1Department of Clinical Neurosciences, University of Turku, Turku, Finland; 2Department of General Practice, University of Turku and Turku University Hospital, Turku, Finland; 3Unit of Primary Health Care, Kuopio University Hospital, Kuopio, Finland; 4Department of Clinical Neurosciences, University of Turku and Turku University Hospital, Turku, Finland; 5Mutual Insurance Company Ilmarinen, Helsinki, Finland

Correspondence: Kirsi Malmberg-Ceder Email [email protected]

Purpose: The aim of this cross-sectional, observational study was to determine the impact of self-reported headache on absenteeism and presenteeism in a female working-age population.
Subjects and Methods: The study population consisted of 594 Finnish female municipal employees, who answered self-administered questionnaires including sociodemographic, lifestyle, health, and work-related data. Sickness absence days were obtained from the official records of the employer. Headache recurrence was defined by asking whether headache was occasional or recurrent. Headache impact was measured by the HIT-6.
Results: In our study, 456 (77%) females had headache, and headache was recurrent in 178 (39%). The self-reported recurrence of headache was related to age, AUDIT-C, health-rated quality-of-life, self-rated work ability, depressive symptoms, and work stress (P for linearity < 0.001). They also had more depressive symptoms and work stress (P for linearity < 0.001). Mental work load was highest in those with recurrent headache (P=0.042), and work engagement was highest in those without headache (P=0.038). There was no statistically significant difference in absenteeism days between the headache groups when adjusted with confounding variables. Presenteeism was associated with the recurrence of headache (P for linearity < 0.001). Presenteeism and the HIT-6 score were significantly associated in the recurrent headache group (P=0.009).
Conclusion: Headache was not related to absenteeism, but the self-reported recurrence of headache was clearly associated with presenteeism in this female working-age population.

Keywords: work ability, sick leave, Headache Impact Test 6, HIT-6, lost productivity


Headache is one of the most common disorders of the nervous system; its global lifetime prevalence is 66%.13 Headache is associated with substantial disability.4 Numerous earlier studies have shown that frequent or chronic headache impairs health-related quality-of-life.5,6 Burden of headache is present also during interictal periods in patients with episodic headache.7 Similarly to other pain conditions headache is more prevalent in females, and also comorbidity between pain conditions and mental and somatic problems is higher in women than in men.8 Comorbid conditions, for example other physical diseases or mental disorders, are often the major explanation for role disability in the headache population.9

The presence of a chronic illness has been shown to be a strong risk factor for sickness absence from work.10 Illness is also a cause of decreased productivity while working, a state called presenteeism, which in turn seems to lead to absenteeism.11,12 It is widely known that headache, especially severe migraine and chronic headache, causes absenteeism, and the socio-economic burden of headache for the individual and for society is substantial.1,13-16 Headache prevalence is high, especially among working-age females, and headache has a negative impact on different aspects of life.17 Headache severity is more relevant than the headache diagnosis regarding work ability.18 Work-related psychosocial risk factors such as role conflict, low social climate, and bullying may provoke headache.19 To our knowledge, only one study has evaluated work engagement in a headache population.20 It showed that job demands and job resources are important for work ability in employees with chronic headache.
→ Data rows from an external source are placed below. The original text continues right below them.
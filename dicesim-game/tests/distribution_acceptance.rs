use dicesim_game::constants::REFERENCE_SEED;
use dicesim_game::{Execution, GameConfig, SimulationRunner, resolve_roll};

const SAMPLE_SIZE: u64 = 60_000;
const TOLERANCE: f64 = 0.01;

fn runner() -> SimulationRunner {
    SimulationRunner::new().with_seed(REFERENCE_SEED)
}

/// Expected final score by enumerating every roll of the pool.
fn exact_mean(dice: u32, sides: u32, magic: u32) -> f64 {
    if dice == 0 {
        return 0.0;
    }
    let total = sides.pow(dice);
    let mut acc = 0.0;
    for code in 0..total {
        let mut rest = code;
        let faces: Vec<u32> = (0..dice)
            .map(|_| {
                let face = rest % sides + 1;
                rest /= sides;
                face
            })
            .collect();
        let outcome = resolve_roll(&faces, magic).expect("non-empty roll");
        let score = f64::from(u32::try_from(outcome.score_delta).expect("score fits"));
        acc += score + exact_mean(dice - outcome.dice_removed, sides, magic);
    }
    acc / f64::from(total)
}

#[test]
fn single_die_support_is_faces_with_magic_folded_into_zero() {
    let config = GameConfig::default()
        .with_dice_count(1)
        .with_trial_count(SAMPLE_SIZE);
    let report = runner().run(&config).expect("valid config");

    let support: Vec<u64> = report.distribution.iter().map(|(score, _)| score).collect();
    assert_eq!(support, vec![0, 1, 2, 4, 5, 6]);
    assert_eq!(report.distribution.count(3), 0);

    for score in support {
        let observed = report.distribution.probability(score);
        assert!(
            (observed - 1.0 / 6.0).abs() <= TOLERANCE,
            "score {score} drifted: observed {observed:.4}"
        );
    }
}

#[test]
fn counts_are_conserved_across_configurations() {
    let configs = [
        GameConfig::default().with_trial_count(7_919),
        GameConfig::default()
            .with_dice_count(3)
            .with_trial_count(5_000),
        GameConfig::default()
            .with_dice_count(4)
            .with_sides_per_die(8)
            .with_magic_number(4)
            .with_trial_count(5_000),
        GameConfig::default().with_magic_number(2).with_trial_count(1),
    ];
    for config in configs {
        let report = runner().run(&config).expect("valid config");
        assert_eq!(report.distribution.total(), config.trial_count, "{config}");
    }
}

#[test]
fn mean_tracks_exact_expectation_for_small_pools() {
    for (dice, sides, magic) in [(1, 6, 3), (2, 6, 3), (3, 6, 3), (3, 4, 1)] {
        let config = GameConfig::default()
            .with_dice_count(dice)
            .with_sides_per_die(sides)
            .with_magic_number(magic)
            .with_trial_count(SAMPLE_SIZE);
        let report = runner().run(&config).expect("valid config");
        let expected = exact_mean(dice, sides, magic);
        assert!(
            (report.statistics.mean - expected).abs() <= 0.1,
            "{config}: observed mean {:.4}, expected {expected:.4}",
            report.statistics.mean
        );
    }
}

#[test]
fn scheduling_does_not_change_the_distribution() {
    let config = GameConfig::default().with_trial_count(20_000);
    let parallel = runner().run(&config).expect("valid config");
    let sequential = runner()
        .with_execution(Execution::Sequential)
        .run(&config)
        .expect("valid config");
    assert_eq!(parallel.distribution, sequential.distribution);
}

#[test]
fn default_game_statistics_are_consistent() {
    let report = runner().run(&GameConfig::default()).expect("valid config");
    let stats = &report.statistics;
    let min = f64::from(u32::try_from(stats.min).expect("min fits"));
    let max = f64::from(u32::try_from(stats.max).expect("max fits"));
    assert!(min <= stats.mean && stats.mean <= max);
    assert_eq!(stats.min, 0);
    assert_eq!(stats.unique_scores, report.distribution.unique_scores());
    assert!(stats.throughput > 0.0);
    // Five d6 can never score more than five sixes.
    assert!(stats.max <= 30);
}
The aim of this cross-sectional, observational study was to determine the impact of the self-reported recurrent headache on absenteeism and presenteeism among a female working-age population.

Subjects and Methods

Study Population

This report is based on a longitudinal cohort study comprising employees of the city of Pori (Southwestern Finland). The study material was collected in 2014–2015 as part of the PORTAAT (PORi To Aid Against Threats) study.21 The managers of the work units sent the invitation and study information letters by e-mail to the employees. No exclusion criteria were applied. Subjects from 10 work units were enrolled and occupations included were librarians, museum employees, groundkeepers, computer workers, social workers, nurses, physicians, administrative officials, and general office staff. All study subjects were informed in an appointment with the study nurse and consented to the study.

For the present analyses, we included 594 females who completed the follow-up visit in 2015, and who had completed the work-related questionnaires and the headache questionnaire. The study subjects answered the question “Have you had headache during the past year?” (yes/no). If the subject had suffered from headache, the recurrence of it was assessed with the question “Has your headache been recurrent?” (yes/no). Accordingly, the headache population was categorized as having occasional or recurrent self-reported headache. Both headache groups filled in the HIT-6 questionnaire.
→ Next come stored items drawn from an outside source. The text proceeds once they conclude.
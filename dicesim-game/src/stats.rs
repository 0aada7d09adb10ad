//! Summary statistics derived from a completed frequency table.
use serde::{Deserialize, Serialize};
use std::time::Duration;

use crate::numbers::{per_second, u64_to_f64, weighted};
use crate::table::FrequencyTable;

/// Read-only summary of one run.
#[derive(Debug, Clone, PartialEq, Serialize, Deserialize)]
pub struct RunStatistics {
    pub trials: u64,
    pub mean: f64,
    pub std_dev: f64,
    pub min: u64,
    pub max: u64,
    /// Most frequent score; the smallest score wins ties.
    pub mode: u64,
    pub median: u64,
    pub unique_scores: usize,
    #[serde(rename = "elapsed_ms", with = "duration_millis")]
    pub elapsed: Duration,
    /// Trials per second of wall time.
    pub throughput: f64,
}

impl RunStatistics {
    /// Summarize `table` over `trials` trials that took `elapsed`.
    ///
    /// Returns `None` when there is nothing to summarize (no trials or an
    /// empty table).
    #[must_use]
    pub fn from_table(table: &FrequencyTable, trials: u64, elapsed: Duration) -> Option<Self> {
        if trials == 0 {
            return None;
        }
        let min = table.min_score()?;
        let max = table.max_score()?;
        let n = u64_to_f64(trials);

        let mean = table
            .iter()
            .map(|(score, count)| weighted(score, count))
            .sum::<f64>()
            / n;
        let variance = table
            .iter()
            .map(|(score, count)| {
                let delta = u64_to_f64(score) - mean;
                delta * delta * u64_to_f64(count)
            })
            .sum::<f64>()
            / n;

        Some(Self {
            trials,
            mean,
            std_dev: variance.sqrt(),
            min,
            max,
            mode: mode(table)?,
            median: median(table)?,
            unique_scores: table.unique_scores(),
            elapsed,
            throughput: per_second(trials, elapsed.as_secs_f64()),
        })
    }
}

// Ascending iteration plus a strict comparison keeps the first (smallest) score on ties.
fn mode(table: &FrequencyTable) -> Option<u64> {
    let mut best: Option<(u64, u64)> = None;
    for (score, count) in table.iter() {
        match best {
            Some((_, best_count)) if count <= best_count => {}
            _ => best = Some((score, count)),
        }
    }
    best.map(|(score, _)| score)
}

// Lower median: the score holding the ((total + 1) / 2)-th trial in score order.
fn median(table: &FrequencyTable) -> Option<u64> {
    let target = table.total().div_ceil(2);
    let mut seen = 0_u64;
    table.iter().find_map(|(score, count)| {
        seen += count;
        (seen >= target).then_some(score)
    })
}

/// Serde adapter writing a [`Duration`] as fractional milliseconds.
pub mod duration_millis {
    use serde::{Deserialize, Deserializer, Serialize, Serializer};
    use std::time::Duration;

    pub fn serialize<S>(duration: &Duration, serializer: S) -> Result<S::Ok, S::Error>
    where
        S: Serializer,
    {
        (duration.as_secs_f64() * 1000.0).serialize(serializer)
    }

    pub fn deserialize<'de, D>(deserializer: D) -> Result<Duration, D::Error>
    where
        D: Deserializer<'de>,
    {
        let millis = f64::deserialize(deserializer)?;
        Ok(Duration::try_from_secs_f64(millis / 1000.0).unwrap_or(Duration::ZERO))
    }
}

#[cfg(test)]
mod tests {
    use super::*;

    fn table(scores: &[u64]) -> FrequencyTable {
        scores.iter().copied().collect()
    }

    #[test]
    fn summarizes_simple_distribution() {
        let table = table(&[0, 2, 2, 4]);
        let stats = RunStatistics::from_table(&table, 4, Duration::from_secs(2)).unwrap();
        assert!((stats.mean - 2.0).abs() < f64::EPSILON);
        assert!((stats.std_dev - 2.0_f64.sqrt()).abs() < 1e-12);
        assert_eq!(stats.min, 0);
        assert_eq!(stats.max, 4);
        assert_eq!(stats.mode, 2);
        assert_eq!(stats.median, 2);
        assert_eq!(stats.unique_scores, 3);
        assert!((stats.throughput - 2.0).abs() < f64::EPSILON);
    }

    #[test]
    fn mode_ties_resolve_to_smallest_score() {
        let table = table(&[9, 9, 4, 4, 7]);
        let stats = RunStatistics::from_table(&table, 5, Duration::from_millis(5)).unwrap();
        assert_eq!(stats.mode, 4);
    }

    #[test]
    fn median_uses_lower_middle_for_even_totals() {
        let stats = RunStatistics::from_table(&table(&[1, 3, 5, 7]), 4, Duration::ZERO).unwrap();
        assert_eq!(stats.median, 3);
        let stats = RunStatistics::from_table(&table(&[1, 3, 5]), 3, Duration::ZERO).unwrap();
        assert_eq!(stats.median, 3);
    }

    #[test]
    fn mean_lies_between_extrema() {
        let table = table(&[0, 0, 0, 11, 3, 6, 6]);
        let stats = RunStatistics::from_table(&table, 7, Duration::from_millis(1)).unwrap();
        assert!(u64_to_f64(stats.min) <= stats.mean);
        assert!(stats.mean <= u64_to_f64(stats.max));
    }

    #[test]
    fn zero_elapsed_reports_zero_throughput() {
        let stats = RunStatistics::from_table(&table(&[1]), 1, Duration::ZERO).unwrap();
        assert!((stats.throughput - 0.0).abs() < f64::EPSILON);
        assert!(stats.throughput.is_finite());
    }

    #[test]
    fn refuses_empty_input() {
        assert!(RunStatistics::from_table(&FrequencyTable::new(), 3, Duration::ZERO).is_none());
        assert!(RunStatistics::from_table(&table(&[1]), 0, Duration::ZERO).is_none());
    }

    #[test]
    fn elapsed_serializes_as_milliseconds() {
        let stats =
            RunStatistics::from_table(&table(&[2]), 1, Duration::from_millis(1500)).unwrap();
        let value = serde_json::to_value(&stats).unwrap();
        assert!((value["elapsed_ms"].as_f64().unwrap() - 1500.0).abs() < 1e-9);
    }
}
Sociodemographic, Lifestyle, and Health-Related Factors

Demographic, lifestyle, and health data were collected using self-administered questionnaires. Information was gathered about years of education, financial satisfaction (with the question “Do you have save on expenditures?”; “yes” or “no”), marital status (“cohabiting or not”), smoking (“current smoker or non-smoking (having never smoked or having stopped smoking > 12 months ago”), alcohol consumption (the 3-item Alcohol Use Disorders Identification Test, AUDIT-C), and quality of sleep (“good” or “not good”).22 Leisure-time physical activity (LTPA) was assessed by asking for the recurrence and duration of physical activities during a typical week. LTPA was considered high if activity was ≥30 minutes at a time for four or more times a week; moderate if ≥30 minutes at a time for two to three times a week and low for ≥30 minutes at a time for a maximum of once a week. Health-related quality-of-life was assessed with the EQ-5D questionnaire.23

The subjects self-rated their mood using the Major Depression Inventory (MDI) questionnaire. MDI measures depressive symptoms during the past 2 weeks.24 MDI consist of ten items, each evaluated on a Likert-type scale from 0=never to 5=all the time. The total score of the MDI ranges from 0 to 50. The higher the score, the more severe is the subject´s depression. Optimal cut-off score for major (moderate-to-severe) depression is 26. Height and weight of the participants were measured by the study nurse. Body mass index (BMI) was calculated as weight (kg) divided by the square of height (m2). Medical records and self-administered questionnaires served the source of information on the subjects´ chronic diseases and regular medications. A study subject was considered to have diabetes, malignancies, musculoskeletal, cardiovascular, psychiatric, pulmonary, gastroenterological, or neurological diseases, if the disease was diagnosed by a physician and/or she used appropriate medication.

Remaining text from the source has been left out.